While the mean value of the underestimation given the risk is underestimated shoots up.

From these graphs, we can see that the average magnitude of the underestimation is increasing very quickly, while the proportion of underestimation stays relatively constant. It is actually increasing faster than it looks because the y-axis is the log of the ratio. Combined with the fact that the proportion of underestimation is staying constant, this implies the distribution is getting flatter and more dispersed, opening the possibility of catastrophic loss. The mean underestimation likely understates the actual damage that would result, as only one extremely bad underestimation can send the firm bankrupt, along with possibly the rest of the industry.

These graphs show with great detail at how insufficient risk measurement techniques like VaR or even ES are. Small probabilities are hard to estimate, even in a normal, Black-Swan free world. But add some grey swans, fragile balance sheets, and large banks, it's a time bomb that's just waiting to explode.


  1. Yi-chuan, have you ever heard of the Cauchy distribution? It's the only probability distribution that fits the time series data for financial markets. It's also very difficult to work with mathematically, given that it has infinite variance.

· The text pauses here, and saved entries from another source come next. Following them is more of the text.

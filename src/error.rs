//! Error types with miette integration

use miette::Diagnostic;
use std::path::PathBuf;
use thiserror::Error;

pub type Result<T, E = SyncError> = std::result::Result<T, E>;

#[derive(Error, Debug, Diagnostic)]
pub enum SyncError {
    /// The repository does not look like a WordPress site, or a file is missing
    #[error("Missing {what}: {}", path.display())]
    #[diagnostic(
        code(composer_sync::not_found),
        help("composer-sync expects a WordPress root with a wp-content/plugins folder")
    )]
    NotFound { what: String, path: PathBuf },

    #[error("Failed to parse {}", path.display())]
    #[diagnostic(
        code(composer_sync::parse),
        help("Fix the JSON by hand; the file is never regenerated from scratch")
    )]
    Parse {
        path: PathBuf,
        #[source]
        source: serde_json::Error,
    },

    #[error("{} is not a usable composer manifest: {reason}", path.display())]
    #[diagnostic(code(composer_sync::invalid_manifest))]
    InvalidManifest { path: PathBuf, reason: String },

    #[error("Failed to render {name} template")]
    #[diagnostic(
        code(composer_sync::template),
        help("Templates are MiniJinja; `plugin` is the only variable available")
    )]
    Template {
        name: String,
        #[source]
        source: minijinja::Error,
    },

    #[error("I/O error on {}", path.display())]
    #[diagnostic(code(composer_sync::io))]
    Io {
        path: PathBuf,
        #[source]
        source: std::io::Error,
    },

    #[error("Registry probe for '{plugin}' failed: {message}")]
    #[diagnostic(code(composer_sync::probe))]
    Probe { plugin: String, message: String },

    #[error("GitHub API call '{action}' failed with status {status}: {body}")]
    #[diagnostic(code(composer_sync::publish))]
    Publish {
        action: String,
        status: u16,
        body: String,
    },

    #[error("GitHub API call '{action}' could not be sent")]
    #[diagnostic(code(composer_sync::http))]
    Http {
        action: String,
        #[source]
        source: reqwest::Error,
    },

    #[error("git {command} failed: {stderr}")]
    #[diagnostic(code(composer_sync::git))]
    Git { command: String, stderr: String },

    #[error("Invalid configuration: {0}")]
    #[diagnostic(code(composer_sync::config))]
    Config(String),
}

impl SyncError {
    pub fn io(path: impl Into<PathBuf>, source: std::io::Error) -> Self {
        Self::Io {
            path: path.into(),
            source,
        }
    }

    pub fn not_found(what: impl Into<String>, path: impl Into<PathBuf>) -> Self {
        Self::NotFound {
            what: what.into(),
            path: path.into(),
        }
    }
}
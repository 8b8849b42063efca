use std::path::PathBuf;

use anyhow::Result;
use clap::Args;
use secrecy::SecretString;
use tracing::{info, warn};

use composer_sync::manifest::store;
use composer_sync::models::Settings;
use composer_sync::orchestrator::build_manifest;
use composer_sync::registry::HttpProbe;

#[derive(Args, Debug)]
pub struct GenerateArgs {
    /// Site root containing wp-content/
    #[arg(long, default_value = ".")]
    pub dir: PathBuf,

    /// Project name for a new composer.json (owner/repo)
    #[arg(long, env = "GITHUB_REPOSITORY")]
    pub name: Option<String>,

    /// Print the manifest instead of writing it
    #[arg(long)]
    pub dry_run: bool,

    /// GitHub token for internal plugin lookups
    #[arg(long, env = "INPUT_GITHUB_TOKEN", hide_env_values = true)]
    pub token: Option<String>,
}

pub async fn generate_command(args: GenerateArgs, settings: &Settings) -> Result<()> {
    let name = args
        .name
        .clone()
        .unwrap_or_else(|| super::default_project_name(&args.dir, settings));
    let token = SecretString::from(args.token.unwrap_or_default());
    let probe = HttpProbe::new(settings, &token)?;

    let run = build_manifest(&args.dir, &name, settings, &probe).await?;
    for plugin in &run.outcome.failed {
        warn!("Failed getting plugin for Composer: {plugin}");
    }

    if args.dry_run {
        println!("{}", store::render(&run.outcome.manifest)?);
    } else {
        let path = store::store(&args.dir, &run.outcome.manifest)?;
        info!("Wrote {}", path.display());
    }

    Ok(())
}
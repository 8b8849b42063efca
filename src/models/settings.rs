use serde::{Deserialize, Serialize};

/// Tunable settings for a sync run.
///
/// Built-in values live in `defaults/settings.yaml`; a user file only needs to
/// contain the keys it wants to change.
#[derive(Debug, Clone, Serialize, Deserialize, PartialEq)]
pub struct Settings {
    /// GitHub organisation that hosts internal plugins
    pub organization: String,

    /// Description written into a freshly generated composer.json
    pub description: String,

    pub composer: ComposerSettings,
    pub endpoints: Endpoints,
    pub issues: IssueSettings,
    pub publish: PublishSettings,
}

#[derive(Debug, Clone, Serialize, Deserialize, PartialEq)]
pub struct ComposerSettings {
    pub internal_namespace: String,
    pub public_namespace: String,
    pub public_repository: String,
    pub installers_package: String,
    pub installers_version: String,
    pub constraint: String,
}

#[derive(Debug, Clone, Serialize, Deserialize, PartialEq)]
pub struct Endpoints {
    pub github_api: String,
    pub github_web: String,
    pub wordpress_org: String,
}

#[derive(Debug, Clone, Serialize, Deserialize, PartialEq)]
pub struct IssueSettings {
    /// MiniJinja template, rendered with `plugin`
    pub title: String,

    /// Overrides the built-in body template when set
    #[serde(default, skip_serializing_if = "Option::is_none")]
    pub body: Option<String>,

    pub labels: Vec<String>,
}

#[derive(Debug, Clone, Serialize, Deserialize, PartialEq)]
pub struct PublishSettings {
    pub branch_prefix: String,
    pub commit_message: String,
    pub delays: DelaySettings,
}

#[derive(Debug, Clone, Copy, Serialize, Deserialize, PartialEq, Eq)]
pub struct DelaySettings {
    pub approve_ms: u64,
    pub merge_ms: u64,
    pub delete_branch_ms: u64,
}

impl ComposerSettings {
    pub fn internal_package(&self, plugin: &str) -> String {
        format!("{}/{plugin}", self.internal_namespace)
    }

    pub fn public_package(&self, plugin: &str) -> String {
        format!("{}/{plugin}", self.public_namespace)
    }
}

impl Settings {
    /// VCS url of an internal plugin's repository
    pub fn internal_repository_url(&self, plugin: &str) -> String {
        format!(
            "{}/{}/{plugin}",
            self.endpoints.github_web.trim_end_matches('/'),
            self.organization
        )
    }
}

    The late mathematician discusses his fractal view of markets in his book for a popular audience, The (Mis)behavior of Markets. I think that you ought to read it, as it would suit your interests. The book also has a lot of explanatory power with regard to the financial markets.

  2. What estimator are you using for your standard deviation? It looks like it might a biased estimator to me. (Remember, divide by N-1, not N).

    1. I'm using the sd() command in R. Reading the documentation, it says it uses an n-1 denominator. In either case, I'm not sure how it would affect the estimate of the standard deviation that much.

  3. In the Gaussian case, the sample variance has a Chi-square distribution. The sample stdev also has a known distribution:

    In the general case you can get an asymptotic distribution of the sample variance or stdev via the Delta method (or direct Taylor expansion.)

    1. mc7447a,

      Anothe reader, Simon commented on this issue about the estimation of the standard deviation:

      "I am just not certain that the sample standard deviation is a unbiased estimator of the population standard deviation, at least due to jensens inequality and the concavity of stdev vs variance. There might be something to do with chi-squared distributions, but it's been a long time for me too. "

      The WolfamAlpha article that you link to discusses an ubiased estimation given a normal population. The thrust of my argument was that as long as the estimate of the standard deviation is uncertain, even on a small scale, the estimation of the error can be very large.

      There is actually a close to unbiased way to measure the standard deviation is (1/(n-1.5) Sigma(mean-x))^0.5. I tested it and the mean estimate of the standard deviation was much closer to the population standard deviation. However, this was not enough to wipe out the skewness in the error distribution.

    2. Yes, there are different ways to get an unbiased estimate of the stdev ( But as you've seen, with a sample size of 50, bias is not a very big contributor to the uncertainty in the sample stdev as a estimate of the population stdev. That's quantified by its distribution, for which the WolfRam link gives the exact expression in the Gaussian case.

      Exact disbributions of quantities of derived measures such as VaR, ES or probability ratios are probably unknown (or hidden in some obscure articles), so indeed you'd normally resort to simulations like you did to get some a feeling of these uncertainties.